Jokowi kembali mengingatkan bahwa situasi saat ini adalah situasi krisis. Sehingga orang-orang yang berkutat dalam pengambilan kebijakan dan eksekusinya juga harus menyesuaikan dengan situasi krisis itu.

Pada prinsipnya, kedua sektor, baik kesehatan maupun ekonomi, bisa berjalan beriringan.

”Jangan sampai melonggarkan tanpa sebuah kendali rem sehingga mungkin ekonominya bagus, tapi Covidnya juga naik,” tuturnya.

Prioritas utama tetap Covid-19 yang terkendali, tapi ekonominya diupayakan minimal tidak mengganggu kesejahteraan warga. Memang bukan hal mudah memanajemeni keduanya sekaligus. Apalagi, semua negara saat ini sudah mengalami kontraksi ekonomi yang cukup besar.

Perekonomian global tahun ini diperkirakan bakal terjun bebas ke angka minus 6 sampai minus 7,6 persen. Singapura diprediksi –6,8 persen dan Malaysia –8 persen.

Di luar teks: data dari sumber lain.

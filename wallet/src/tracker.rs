//! Tracked-transaction records.
//!
//! Every broadcast gets a local record keyed by its wire-derived id;
//! `WalletCore` polls receipts on a fixed tick and persists the list
//! (newest first, capped at 50) through the storage interface after every
//! change. The tracker itself is pure bookkeeping and never performs I/O.

use serde::{Deserialize, Serialize};
use serde_json::Value;
use tracing::debug;

/// How often pending receipts are polled while the wallet is unlocked.
pub const RECEIPT_POLL_INTERVAL: std::time::Duration = std::time::Duration::from_millis(2500);

/// Maximum records persisted per address.
pub const MAX_TRACKED_PER_ADDRESS: usize = 50;

/// Status set once the chain has definitively applied the transaction.
pub const STATUS_APPLIED: &str = "applied";

/// Status set once the chain has definitively dropped the transaction.
pub const STATUS_DROPPED: &str = "dropped";

/// Status while the chain reports no receipt at all.
pub const STATUS_NOT_FOUND: &str = "not_found";

/// Status after a non-transient polling failure.
pub const STATUS_ERROR: &str = "error";

/// Whether a status will never change again.
pub fn is_terminal(status: &str) -> bool {
    status == STATUS_APPLIED || status == STATUS_DROPPED
}

/// One tracked transaction.
#[derive(Clone, Debug, Deserialize, PartialEq, Serialize)]
pub struct TrackedTx {
    /// Id computed locally from the signed wire bytes.
    pub local_id: String,
    /// Id the broadcast endpoint returned, if any.
    #[serde(default, skip_serializing_if = "Option::is_none")]
    pub server_id: Option<String>,
    /// Last observed status.
    pub status: String,
    /// Last receipt payload, or the error message for `error` entries.
    #[serde(default, skip_serializing_if = "Option::is_none")]
    pub last_receipt: Option<Value>,
    /// When the receipt was last polled, unix milliseconds.
    pub last_checked_ms: u64,
    /// When the record was created, unix milliseconds.
    pub created_ms: u64,
}

impl TrackedTx {
    /// The id to poll receipts with: the server's if it returned one.
    pub fn poll_id(&self) -> &str {
        self.server_id.as_deref().unwrap_or(&self.local_id)
    }
}

/// Per-address tracked-transaction list, newest first.
#[derive(Clone, Debug, Default)]
pub struct TxTracker {
    entries: Vec<TrackedTx>,
}

impl TxTracker {
    /// Empty tracker.
    pub fn new() -> Self {
        Self::default()
    }

    /// Rehydrate from stored bytes; malformed state degrades to empty.
    pub fn from_stored(bytes: Option<&[u8]>) -> Self {
        let entries = bytes
            .and_then(|b| match serde_json::from_slice(b) {
                Ok(entries) => Some(entries),
                Err(err) => {
                    debug!("discarding unreadable tracked-transaction state: {err}");
                    None
                }
            })
            .unwrap_or_default();
        Self { entries }
    }

    /// Serialize the newest [`MAX_TRACKED_PER_ADDRESS`] records.
    pub fn to_bytes(&self) -> Vec<u8> {
        let top = &self.entries[..self.entries.len().min(MAX_TRACKED_PER_ADDRESS)];
        serde_json::to_vec(top).expect("tracked list serializes")
    }

    /// All records, newest first.
    pub fn entries(&self) -> &[TrackedTx] {
        &self.entries
    }

    /// Record a fresh broadcast.
    pub fn record_submission(
        &mut self,
        local_id: String,
        server_id: Option<String>,
        now_ms: u64,
    ) {
        self.entries.insert(
            0,
            TrackedTx {
                local_id,
                server_id,
                status: STATUS_NOT_FOUND.to_string(),
                last_receipt: None,
                last_checked_ms: now_ms,
                created_ms: now_ms,
            },
        );
        self.entries.truncate(MAX_TRACKED_PER_ADDRESS);
    }

    /// Ids of entries still worth polling: non-terminal with at least one id.
    pub fn pending_poll_ids(&self) -> Vec<String> {
        self.entries
            .iter()
            .filter(|entry| !is_terminal(&entry.status))
            .filter(|entry| !entry.poll_id().is_empty())
            .map(|entry| entry.poll_id().to_string())
            .collect()
    }

    /// Apply a polled receipt (or its absence) to the matching entry.
    ///
    /// Returns `true` when this update transitioned the entry to
    /// `applied`.
    pub fn apply_receipt(
        &mut self,
        poll_id: &str,
        status: &str,
        receipt: Option<Value>,
        now_ms: u64,
    ) -> bool {
        let Some(entry) = self.entry_mut(poll_id) else {
            return false;
        };
        let was_applied = entry.status == STATUS_APPLIED;
        entry.status = status.to_string();
        entry.last_receipt = receipt;
        entry.last_checked_ms = now_ms;
        !was_applied && status == STATUS_APPLIED
    }

    /// Mark an entry failed with the error message as its receipt payload.
    pub fn mark_error(&mut self, poll_id: &str, message: &str, now_ms: u64) {
        if let Some(entry) = self.entry_mut(poll_id) {
            entry.status = STATUS_ERROR.to_string();
            entry.last_receipt = Some(Value::String(message.to_string()));
            entry.last_checked_ms = now_ms;
        }
    }

    fn entry_mut(&mut self, poll_id: &str) -> Option<&mut TrackedTx> {
        self.entries
            .iter_mut()
            .find(|entry| entry.poll_id() == poll_id || entry.local_id == poll_id)
    }
}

Amerika Serikat bahkan diprediksi –9,7 persen dan Jepang –8,3 persen. Indonesia di kuartal pertama 2020 ekonominya masih bisa tumbuh 2,97 persen, tapi di kuartal kedua dikhawatirkan minus.

Karena itu, kesehatan dan ekonomi harus diatur dengan baik oleh semua stakeholder pemerintah. Jangan buru-buru menerapkan situasi kenormalan baru di sebuah daerah.

Harus ada tahapan-tahapan yang benar dan berbasis data. Para pakar dan ilmuwan harus dilibatkan agar dalam pengambilan keputusan bisa tepat sasaran.

Bila sudah diputuskan, setiap dua pekan harus ada evaluasi. ”Kalau memang keadaannya (kasus) naik, ya tutup lagi. Harus berani memutuskan seperti itu,” tambahnya. Jangan sampai keinginan memulihkan perekonomian malah memperparah situasi pandemi. (jpg)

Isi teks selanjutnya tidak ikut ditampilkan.